The first indication that Monday night’s address might go beyond a Sept. 11 commemoration came about three hours before Bush delivered it, when the White House press office distributed advance excerpts. It included one line declaring that winning the war on terrorism “will require the determined efforts of a unified country,” and that Americans “must put aside our differences, and work together to meet the test that history has given us.”
Still, the excerpts contained no mentions of Iraq -- and the headline on the news release alerted reporters only that Bush’s speech would “remember those who lost their lives five years ago today and pay tribute to the heroes whose acts of courage that day saved so many lives,” and reflect on “what Sept. 11 has meant to America and how we can move forward together to win the war on terror.”
On NBC, which like the other two major networks interrupted regular programming to televise Bush’s remarks, Washington bureau chief Tim Russert told viewers before the speech that the president would be assuming the role of “commander in chief, healer in chief, comforter in chief; all alone in the Oval Office with one big megaphone for the country and the world to hear.”
But Bush wasted little time in his 17-minute address before reverting to the oft-repeated lines of his election-year speeches defending the invasion of Iraq.
“I’m often asked why we’re in Iraq when Saddam Hussein was not responsible for the 9/11 attacks,” he said. “The answer is that the regime of Saddam Hussein was a clear threat.... The world is safer because Saddam Hussein is no longer in power.”
Bush went on to quote Al Qaeda leader Osama bin Laden predicting that defeat in Iraq would mean America’s “defeat and disgrace forever,” a line the president has often used to criticize Democrats who have endorsed a timetable for withdrawing troops.
“The safety of America depends on the outcome of the battle in the streets of Baghdad,” Bush said.
With those and other passages, a speech that had been advertised as nonpolitical was sounding like the president’s campaign speech.
Once the themes of Bush’s remarks were clear, NBC changed plans and allowed time after the speech for additional analysis. During that segment, Russert predicted that Democrats would no doubt accuse Bush of playing “politician in chief.”
A network news executive, speaking on condition of anonymity due to the sensitivity of relations with the White House, said Tuesday that the speech would prompt greater scrutiny of future White House requests for air time.
“On a scale of zero to 100, with 100 being a speech of national significance and zero being purely partisan, this clearly was not a 100 on that scale,” the executive said. “And I guess over time if that pattern kept occurring, then ... you’d start to look long and hard at those formal requests.”
Reid took to the Senate floor to criticize Bush for, in his view, injecting politics into the Sept. 11 commemoration.

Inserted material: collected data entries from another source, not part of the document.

//! Shared helpers for integration tests

#![allow(dead_code)]

use std::collections::BTreeMap;
use std::time::Duration;

use nlm::auth::{Cookies, Session};
use nlm::rpc::RetryPolicy;

/// Session with a single cookie and no tokens.
pub fn test_session() -> Session {
    let mut cookies = BTreeMap::new();
    cookies.insert("SID".to_string(), "test-cookie".to_string());
    Session::from_cookies(Cookies::Simple(cookies))
}

/// Retry policy with zero delays so tests run instantly.
pub fn fast_retry() -> RetryPolicy {
    RetryPolicy::new(3, Duration::ZERO, Duration::ZERO)
}

/// Build a batchexecute response body for one RPC result payload.
///
/// `payload` is the result value as it appears *inside* the double
/// encoding, i.e. a JSON document serialized to a string.
pub fn rpc_body(rpc_id: &str, payload: &str) -> String {
    let chunk = serde_json::to_string(&serde_json::json!([[
        "wrb.fr",
        rpc_id,
        payload,
        null,
        null,
        null,
        "generic"
    ]]))
    .unwrap();
    format!(")]}}'\n\n{}\n{}\n", chunk.len(), chunk)
}

/// Batchexecute body carrying the error-16 (auth expired) signature.
pub fn rpc_error_16_body(rpc_id: &str) -> String {
    let chunk = serde_json::to_string(&serde_json::json!([[
        "wrb.fr",
        rpc_id,
        null,
        null,
        null,
        [16],
        "generic"
    ]]))
    .unwrap();
    format!(")]}}'\n\n{}\n{}\n", chunk.len(), chunk)
}

/// Page HTML carrying scrapeable CSRF and session tokens.
pub fn page_html(csrf: &str, sid: &str) -> String {
    format!(
        "<!DOCTYPE html><html><script>window.WIZ_global_data = \
         {{\"SNlM0e\":\"{}\",\"FdrFJe\":\"{}\"}};</script></html>",
        csrf, sid
    )
}
//! Login command: import credentials from a cookies file

use std::path::Path;

use colored::Colorize;

use crate::auth::{Cookies, ProfileStore, Session};
use crate::config::Config;
use crate::error::{NlmError, Result};

/// Import a cookies JSON file (browser-export records or a simple
/// name/value map) into the named profile.
pub fn run_login(
    config: &Config,
    profile_override: Option<&str>,
    file: &Path,
    email: Option<&str>,
) -> Result<()> {
    let profile_name = profile_override.unwrap_or(&config.auth.default_profile);

    let contents = std::fs::read_to_string(file)
        .map_err(|e| NlmError::Validation(format!("Cannot read {}: {}", file.display(), e)))?;
    let cookies: Cookies = serde_json::from_str(&contents).map_err(|e| {
        NlmError::Validation(format!(
            "{} is not a cookies file (expected a JSON cookie list or map): {}",
            file.display(),
            e
        ))
    })?;

    if cookies.is_empty() {
        return Err(NlmError::Validation(format!(
            "{} contains no cookies",
            file.display()
        ))
        .into());
    }

    let session = Session::from_cookies(cookies);
    let store = ProfileStore::default_location()?;
    store.save(profile_name, &session, email)?;

    println!(
        "{} Credentials saved to profile '{}'",
        "ok".green().bold(),
        profile_name
    );
    println!("Tokens will be derived automatically on the first call.");
    Ok(())
}

/// List or delete stored profiles.
pub fn run_profiles(command: &crate::cli::ProfileCommand) -> Result<()> {
    let store = ProfileStore::default_location()?;
    match command {
        crate::cli::ProfileCommand::List => {
            let names = store.list()?;
            if names.is_empty() {
                println!("No profiles stored. Run `nlm login` to create one.");
            } else {
                for name in names {
                    println!("{}", name);
                }
            }
        }
        crate::cli::ProfileCommand::Delete { name } => {
            store.delete(name)?;
            println!("{} Deleted profile '{}'", "ok".green().bold(), name);
        }
    }
    Ok(())
}
//! Command-line interface definition for nlm
//!
//! This module defines the CLI structure using clap's derive API,
//! providing commands for authentication, notebooks, sources, studio
//! artifacts, downloads, research, and sharing.

use clap::{Parser, Subcommand};
use std::path::PathBuf;

/// nlm - NotebookLM command-line client
///
/// Manage notebooks, sources, and AI-generated study artifacts over the
/// application's internal RPC API.
#[derive(Parser, Debug, Clone)]
#[command(name = "nlm")]
#[command(version, about, long_about = None)]
pub struct Cli {
    /// Path to configuration file
    #[arg(short, long, env = "NLM_CONFIG")]
    pub config: Option<String>,

    /// Authentication profile to use
    #[arg(short, long)]
    pub profile: Option<String>,

    /// Enable verbose logging
    #[arg(short, long)]
    pub verbose: bool,

    /// Command to execute
    #[command(subcommand)]
    pub command: Commands,
}

/// Available commands for nlm
#[derive(Subcommand, Debug, Clone)]
pub enum Commands {
    /// Import credentials into a profile from a cookies file
    Login {
        /// Path to a cookies JSON file (browser-export records or a
        /// simple name/value map)
        #[arg(short, long)]
        file: PathBuf,

        /// Account email to record alongside the profile
        #[arg(long)]
        email: Option<String>,
    },

    /// Manage authentication profiles
    Profiles {
        #[command(subcommand)]
        command: ProfileCommand,
    },

    /// Manage notebooks
    Notebook {
        #[command(subcommand)]
        command: NotebookCommand,
    },

    /// Manage notebook sources
    Source {
        #[command(subcommand)]
        command: SourceCommand,
    },

    /// Create and manage studio artifacts
    Studio {
        #[command(subcommand)]
        command: StudioCommand,
    },

    /// Download a generated artifact
    Download {
        /// Notebook ID
        notebook: String,

        /// Artifact type (audio, video, report, mind_map, slide_deck,
        /// infographic, data_table, quiz, flashcards)
        artifact_type: String,

        /// Output file path (defaults to a name derived from the type)
        #[arg(short, long)]
        output: Option<PathBuf>,

        /// Specific artifact ID (defaults to the most recent)
        #[arg(long)]
        id: Option<String>,

        /// Output format for quiz/flashcards (json, markdown, html)
        #[arg(long, default_value = "json")]
        format: String,
    },

    /// Discover new sources via research
    Research {
        #[command(subcommand)]
        command: ResearchCommand,
    },

    /// Sharing and collaboration
    Share {
        #[command(subcommand)]
        command: ShareCommand,
    },
}

/// Profile management subcommands
#[derive(Subcommand, Debug, Clone)]
pub enum ProfileCommand {
    /// List stored profiles
    List,
    /// Delete a profile permanently
    Delete {
        /// Profile name
        name: String,
    },
}

/// Notebook subcommands
#[derive(Subcommand, Debug, Clone)]
pub enum NotebookCommand {
    /// List notebooks
    List,
    /// Create a notebook
    Create {
        /// Notebook title
        title: String,
    },
    /// Rename a notebook
    Rename {
        /// Notebook ID
        id: String,
        /// New title
        title: String,
    },
    /// Delete a notebook (irreversible)
    Delete {
        /// Notebook ID
        id: String,
    },
    /// Show the AI-generated notebook summary
    Summary {
        /// Notebook ID
        id: String,
    },
}

/// Source subcommands
#[derive(Subcommand, Debug, Clone)]
pub enum SourceCommand {
    /// List sources in a notebook
    List {
        /// Notebook ID
        notebook: String,
    },
    /// Add a URL (website or YouTube) as a source
    AddUrl {
        /// Notebook ID
        notebook: String,
        /// URL to add
        url: String,
        /// Wait until the source is processed
        #[arg(long)]
        wait: bool,
    },
    /// Add pasted text as a source
    AddText {
        /// Notebook ID
        notebook: String,
        /// Source title
        #[arg(long, default_value = "Pasted Text")]
        title: String,
        /// Text content (reads stdin when omitted)
        #[arg(long)]
        text: Option<String>,
    },
    /// Add a Google Drive document as a source
    AddDrive {
        /// Notebook ID
        notebook: String,
        /// Drive document ID
        document_id: String,
        /// Source title
        title: String,
        /// Drive MIME type
        #[arg(long, default_value = "application/vnd.google-apps.document")]
        mime_type: String,
    },
    /// Upload a local file as a source
    AddFile {
        /// Notebook ID
        notebook: String,
        /// Path to the file (pdf, txt, md, docx, csv, mp3, mp4, jpg, png)
        path: PathBuf,
        /// Wait until the source is processed
        #[arg(long)]
        wait: bool,
    },
    /// Delete a source (irreversible)
    Rm {
        /// Source ID
        id: String,
    },
    /// Re-sync a Drive source
    Sync {
        /// Source ID
        id: String,
    },
    /// Show the AI-generated source guide
    Guide {
        /// Source ID
        id: String,
    },
    /// Print the indexed full text of a source
    Text {
        /// Source ID
        id: String,
    },
}

/// Studio subcommands
#[derive(Subcommand, Debug, Clone)]
pub enum StudioCommand {
    /// Create an audio overview (podcast)
    Audio {
        /// Notebook ID
        notebook: String,
        /// Focus prompt
        #[arg(long, default_value = "")]
        focus: String,
        /// Language code
        #[arg(long, default_value = "en")]
        language: String,
    },
    /// Create a video overview
    Video {
        /// Notebook ID
        notebook: String,
        /// Focus prompt
        #[arg(long, default_value = "")]
        focus: String,
        /// Language code
        #[arg(long, default_value = "en")]
        language: String,
    },
    /// Create a report
    Report {
        /// Notebook ID
        notebook: String,
        /// Format: briefing_doc, study_guide, blog_post, custom
        #[arg(long, default_value = "briefing_doc")]
        format: String,
        /// Prompt for custom reports
        #[arg(long, default_value = "")]
        prompt: String,
    },
    /// Create flashcards
    Flashcards {
        /// Notebook ID
        notebook: String,
        /// Difficulty (1-3)
        #[arg(long, default_value_t = 2)]
        difficulty: i64,
    },
    /// Create a quiz
    Quiz {
        /// Notebook ID
        notebook: String,
        /// Number of questions
        #[arg(long, default_value_t = 2)]
        questions: i64,
        /// Difficulty (1-3)
        #[arg(long, default_value_t = 2)]
        difficulty: i64,
    },
    /// Create an infographic
    Infographic {
        /// Notebook ID
        notebook: String,
    },
    /// Create a slide deck
    SlideDeck {
        /// Notebook ID
        notebook: String,
    },
    /// Create a data table
    DataTable {
        /// Notebook ID
        notebook: String,
        /// Description of the table to build
        #[arg(long, default_value = "")]
        description: String,
    },
    /// Generate and save a mind map
    MindMap {
        /// Notebook ID
        notebook: String,
        /// Mind map title
        #[arg(long, default_value = "Mind Map")]
        title: String,
    },
    /// Show artifact status for a notebook
    Status {
        /// Notebook ID
        notebook: String,
    },
    /// Delete an artifact (irreversible)
    Rm {
        /// Artifact ID
        id: String,
        /// Notebook ID (required to delete mind maps)
        #[arg(long)]
        notebook: Option<String>,
    },
    /// Rename an artifact
    Rename {
        /// Artifact ID
        id: String,
        /// New title
        title: String,
    },
}

/// Research subcommands
#[derive(Subcommand, Debug, Clone)]
pub enum ResearchCommand {
    /// Start a research task
    Start {
        /// Notebook ID
        notebook: String,
        /// Research query
        query: String,
        /// Run deep (web-only) research instead of fast
        #[arg(long)]
        deep: bool,
    },
    /// Poll for discovered sources
    Poll {
        /// Notebook ID
        notebook: String,
    },
    /// Import discovered sources by URL
    Import {
        /// Notebook ID
        notebook: String,
        /// Source URLs to import
        urls: Vec<String>,
    },
}

/// Sharing subcommands
#[derive(Subcommand, Debug, Clone)]
pub enum ShareCommand {
    /// Show share status
    Status {
        /// Notebook ID
        notebook: String,
    },
    /// Enable or disable public link access
    Public {
        /// Notebook ID
        notebook: String,
        /// Disable instead of enable
        #[arg(long)]
        off: bool,
    },
    /// Invite a collaborator
    Invite {
        /// Notebook ID
        notebook: String,
        /// Collaborator email
        email: String,
        /// Role: editor or viewer
        #[arg(long, default_value = "viewer")]
        role: String,
    },
}

impl Cli {
    /// Parse command line arguments
    pub fn parse_args() -> Self {
        Self::parse()
    }
}
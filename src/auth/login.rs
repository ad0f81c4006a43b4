//! Seam to the browser-automation login flow
//!
//! The interactive/headless browser login is a black box that yields
//! cookies plus optional tokens. The transport only needs the trait; the
//! production implementation shells out to a configured login helper, and
//! tests substitute a fake.

use async_trait::async_trait;

use crate::auth::session::Session;
use crate::error::{NlmError, Result};

/// Source of fresh sessions of last resort (recovery layer 3).
#[async_trait]
pub trait LoginFlow: Send + Sync {
    /// Acquire a fresh session without user interaction, or fail.
    async fn acquire_session(&self) -> Result<Session>;
}

/// Runs an external login helper that prints a session JSON document
/// (cookies plus optional csrf_token/session_id) on stdout.
///
/// This is how headless re-auth stays decoupled from any particular
/// browser-automation stack: the helper owns the browser profile and the
/// login-state check; this side only consumes the resulting credentials.
#[derive(Debug, Clone)]
pub struct ExternalLoginCommand {
    command: String,
}

impl ExternalLoginCommand {
    pub fn new(command: impl Into<String>) -> Self {
        Self {
            command: command.into(),
        }
    }
}

#[async_trait]
impl LoginFlow for ExternalLoginCommand {
    async fn acquire_session(&self) -> Result<Session> {
        tracing::info!("Running headless login helper: {}", self.command);

        let output = tokio::process::Command::new("sh")
            .arg("-c")
            .arg(&self.command)
            .output()
            .await
            .map_err(|e| {
                NlmError::Authentication(format!("Failed to launch login helper: {}", e))
            })?;

        if !output.status.success() {
            let stderr = String::from_utf8_lossy(&output.stderr);
            return Err(NlmError::Authentication(format!(
                "Login helper exited with {}: {}",
                output.status,
                stderr.trim()
            ))
            .into());
        }

        let session: Session = serde_json::from_slice(&output.stdout).map_err(|e| {
            NlmError::Authentication(format!("Login helper produced invalid session JSON: {}", e))
        })?;

        if session.cookies.is_empty() {
            return Err(
                NlmError::Authentication("Login helper returned no cookies".to_string()).into(),
            );
        }

        Ok(session)
    }
}

#[cfg(test)]
mod tests {
    use super::*;

    #[tokio::test]
    async fn test_external_command_parses_session_json() {
        let flow = ExternalLoginCommand::new(
            r#"echo '{"cookies": {"SID": "abc"}, "csrf_token": "tok"}'"#,
        );
        let session = flow.acquire_session().await.unwrap();
        assert_eq!(session.csrf_token.as_deref(), Some("tok"));
        assert!(!session.cookies.is_empty());
    }

    #[tokio::test]
    async fn test_external_command_failure_is_auth_error() {
        let flow = ExternalLoginCommand::new("exit 3");
        let err = flow.acquire_session().await.unwrap_err();
        let nlm = err.downcast_ref::<NlmError>().unwrap();
        assert!(matches!(nlm, NlmError::Authentication(_)));
    }

    #[tokio::test]
    async fn test_external_command_empty_cookies_rejected() {
        let flow = ExternalLoginCommand::new(r#"echo '{"cookies": {}}'"#);
        assert!(flow.acquire_session().await.is_err());
    }
}
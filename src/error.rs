//! Error types for nlm
//!
//! This module defines all error types used throughout the application,
//! using `thiserror` for ergonomic error handling.

use thiserror::Error;

/// Main error type for nlm operations
///
/// This enum encompasses all possible errors that can occur during
/// RPC transport, authentication recovery, uploads, downloads, and
/// artifact payload parsing.
#[derive(Error, Debug)]
pub enum NlmError {
    /// Configuration-related errors
    #[error("Configuration error: {0}")]
    Config(String),

    /// Transport-level errors (connection, timeout, malformed response)
    #[error("Transport error: {0}")]
    Transport(String),

    /// HTTP error status returned by the counterpart
    ///
    /// Carries the numeric status so the retry policy and the auth
    /// recovery ladder can classify it without re-parsing messages.
    #[error("HTTP {status}: {body}")]
    HttpStatus {
        /// HTTP status code
        status: u16,
        /// Response body (possibly truncated)
        body: String,
    },

    /// Authentication errors (expired cookies, error-16 signature, dead session)
    #[error("Authentication error: {0}")]
    Authentication(String),

    /// Input validation errors (never retried, surfaced immediately)
    #[error("Validation error: {0}")]
    Validation(String),

    /// No completed artifact of the requested type/id exists yet
    #[error("No completed {artifact_type} artifact found{}", id.as_deref().map(|i| format!(" (id {i})")).unwrap_or_default())]
    ArtifactNotReady {
        /// Artifact type name ("audio", "quiz", ...)
        artifact_type: String,
        /// Requested artifact id, if one was given
        id: Option<String>,
    },

    /// An explicitly requested artifact id does not exist
    #[error("Artifact not found: {id} ({artifact_type})")]
    ArtifactNotFound {
        /// Requested artifact id
        id: String,
        /// Artifact type name
        artifact_type: String,
    },

    /// Payload navigation failed against the positional contract
    #[error("Failed to parse {artifact_type} payload: {details}")]
    ArtifactParse {
        /// Artifact type name
        artifact_type: String,
        /// Which offset failed and what was expected
        details: String,
    },

    /// Network or auth failure while transferring artifact bytes
    #[error("Failed to download {artifact_type}: {details}")]
    ArtifactDownload {
        /// Artifact type name
        artifact_type: String,
        /// Underlying cause
        details: String,
    },

    /// Resumable upload failure
    #[error("Upload failed for {filename}: {details}")]
    Upload {
        /// Name of the file being uploaded
        filename: String,
        /// Underlying cause
        details: String,
    },

    /// Catch-all at the orchestration boundary so callers never see raw
    /// lower-layer errors
    #[error("Service error: {0}")]
    Service(String),

    /// IO errors
    #[error("IO error: {0}")]
    Io(#[from] std::io::Error),

    /// JSON serialization/deserialization errors
    #[error("Serialization error: {0}")]
    Serialization(#[from] serde_json::Error),

    /// YAML parsing errors
    #[error("YAML error: {0}")]
    Yaml(#[from] serde_yaml::Error),

    /// HTTP request errors
    #[error("HTTP error: {0}")]
    Http(#[from] reqwest::Error),
}

impl NlmError {
    /// Status codes that warrant a retry (transient server errors).
    pub const RETRYABLE_STATUS_CODES: [u16; 5] = [429, 500, 502, 503, 504];

    /// Whether this error is a transient server error worth retrying.
    ///
    /// 401/403 are deliberately excluded: those route into auth recovery,
    /// never into the backoff loop.
    pub fn is_retryable(&self) -> bool {
        match self {
            NlmError::HttpStatus { status, .. } => Self::RETRYABLE_STATUS_CODES.contains(status),
            _ => false,
        }
    }

    /// Whether this error signals a degraded session (HTTP 401/403 or the
    /// in-band error-16 signature).
    pub fn is_auth_failure(&self) -> bool {
        match self {
            NlmError::HttpStatus { status, .. } => *status == 401 || *status == 403,
            NlmError::Authentication(_) => true,
            _ => false,
        }
    }
}

/// Result type alias for nlm operations
///
/// This is a convenience alias that uses `anyhow::Error` as the error type,
/// allowing for rich error context and easy error propagation.
pub type Result<T> = anyhow::Result<T>;

/// Classify an `anyhow::Error` as retryable by downcasting to [`NlmError`].
pub fn is_retryable_error(err: &anyhow::Error) -> bool {
    err.downcast_ref::<NlmError>()
        .map(NlmError::is_retryable)
        .unwrap_or(false)
}

/// Classify an `anyhow::Error` as an auth failure by downcasting to [`NlmError`].
pub fn is_auth_error(err: &anyhow::Error) -> bool {
    err.downcast_ref::<NlmError>()
        .map(NlmError::is_auth_failure)
        .unwrap_or(false)
}

#[cfg(test)]
mod tests {
    use super::*;

    #[test]
    fn test_transport_error_display() {
        let error = NlmError::Transport("connection reset".to_string());
        assert_eq!(error.to_string(), "Transport error: connection reset");
    }

    #[test]
    fn test_http_status_display() {
        let error = NlmError::HttpStatus {
            status: 503,
            body: "unavailable".to_string(),
        };
        assert_eq!(error.to_string(), "HTTP 503: unavailable");
    }

    #[test]
    fn test_authentication_error_display() {
        let error = NlmError::Authentication("cookies expired".to_string());
        assert_eq!(error.to_string(), "Authentication error: cookies expired");
    }

    #[test]
    fn test_artifact_parse_display() {
        let error = NlmError::ArtifactParse {
            artifact_type: "data_table".to_string(),
            details: "expected list at raw[0][0]".to_string(),
        };
        assert_eq!(
            error.to_string(),
            "Failed to parse data_table payload: expected list at raw[0][0]"
        );
    }

    #[test]
    fn test_artifact_not_ready_display() {
        let error = NlmError::ArtifactNotReady {
            artifact_type: "audio".to_string(),
            id: None,
        };
        assert_eq!(error.to_string(), "No completed audio artifact found");

        let error = NlmError::ArtifactNotReady {
            artifact_type: "audio".to_string(),
            id: Some("abc".to_string()),
        };
        assert_eq!(
            error.to_string(),
            "No completed audio artifact found (id abc)"
        );
    }

    #[test]
    fn test_upload_error_display() {
        let error = NlmError::Upload {
            filename: "notes.pdf".to_string(),
            details: "missing upload URL".to_string(),
        };
        assert_eq!(
            error.to_string(),
            "Upload failed for notes.pdf: missing upload URL"
        );
    }

    #[test]
    fn test_retryable_classification() {
        for status in [429u16, 500, 502, 503, 504] {
            let error = NlmError::HttpStatus {
                status,
                body: String::new(),
            };
            assert!(error.is_retryable(), "{} should be retryable", status);
        }
        for status in [400u16, 401, 403, 404] {
            let error = NlmError::HttpStatus {
                status,
                body: String::new(),
            };
            assert!(!error.is_retryable(), "{} should not be retryable", status);
        }
        assert!(!NlmError::Transport("timeout".into()).is_retryable());
    }

    #[test]
    fn test_auth_failure_classification() {
        for status in [401u16, 403] {
            let error = NlmError::HttpStatus {
                status,
                body: String::new(),
            };
            assert!(error.is_auth_failure());
        }
        assert!(NlmError::Authentication("expired".into()).is_auth_failure());
        assert!(!NlmError::HttpStatus {
            status: 500,
            body: String::new()
        }
        .is_auth_failure());
    }

    #[test]
    fn test_io_error_conversion() {
        let io_error = std::io::Error::new(std::io::ErrorKind::NotFound, "file not found");
        let error: NlmError = io_error.into();
        assert!(matches!(error, NlmError::Io(_)));
    }

    #[test]
    fn test_error_is_send_sync() {
        fn assert_send_sync<T: Send + Sync>() {}
        assert_send_sync::<NlmError>();
    }
}
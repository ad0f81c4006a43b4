//! Research command handlers

use colored::Colorize;

use crate::cli::ResearchCommand;
use crate::config::Config;
use crate::error::Result;
use crate::ops::research::{ResearchMode, RESEARCH_SOURCE_WEB};

pub async fn run_research(
    config: &Config,
    profile: Option<&str>,
    command: ResearchCommand,
) -> Result<()> {
    let client = super::build_client(config, profile)?;

    match command {
        ResearchCommand::Start {
            notebook,
            query,
            deep,
        } => {
            let mode = if deep {
                ResearchMode::Deep
            } else {
                ResearchMode::Fast
            };
            let task_id = client
                .start_research(&notebook, &query, mode, RESEARCH_SOURCE_WEB)
                .await?;
            println!(
                "{} Research started{}",
                "ok".green().bold(),
                task_id
                    .map(|id| format!(" (task {})", id))
                    .unwrap_or_default()
            );
            println!("Poll with `nlm research poll {}`.", notebook);
        }
        ResearchCommand::Poll { notebook } => {
            let results = client.poll_research(&notebook).await?;
            if results.is_empty() {
                println!("No results yet.");
                return Ok(());
            }
            for result in &results {
                println!("{}\n  {}", result.title.bold(), result.url);
            }
        }
        ResearchCommand::Import { notebook, urls } => {
            client.import_research_sources(&notebook, &urls).await?;
            println!(
                "{} Imported {} source(s)",
                "ok".green().bold(),
                urls.len()
            );
        }
    }
    Ok(())
}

Reid recalled that the attacks had “brought America together like never before.” He said that when Bush, a few days after the attack, “stood upon that mound of rubble at ground zero with bullhorn in hand, he spoke for all of us” in pledging retribution against the plotters.
But Reid said that on Monday night, “the president spoke for his administration, not for the nation. No bullhorn, only the bully pulpit of his office, which he used to defend an unpopular war in Iraq and to launch clumsily disguised barbs at those who disagree with his policies there.”
Snow on Tuesday stood by his earlier characterization of the speech as nonpolitical -- in the sense that Bush did not specifically argue that Democrats opposing his Iraqi policies were jeopardizing America’s security, as he has done on the campaign trail.
“What I told you was there would be no drawing of partisan distinctions, and there wasn’t,” Snow said.
“The point is that the use of the term ‘partisan,’ I think, is being now tossed around as a way to fend off the debate [on Iraq] or say, ‘How dare the president talk about it,’ ” Snow said.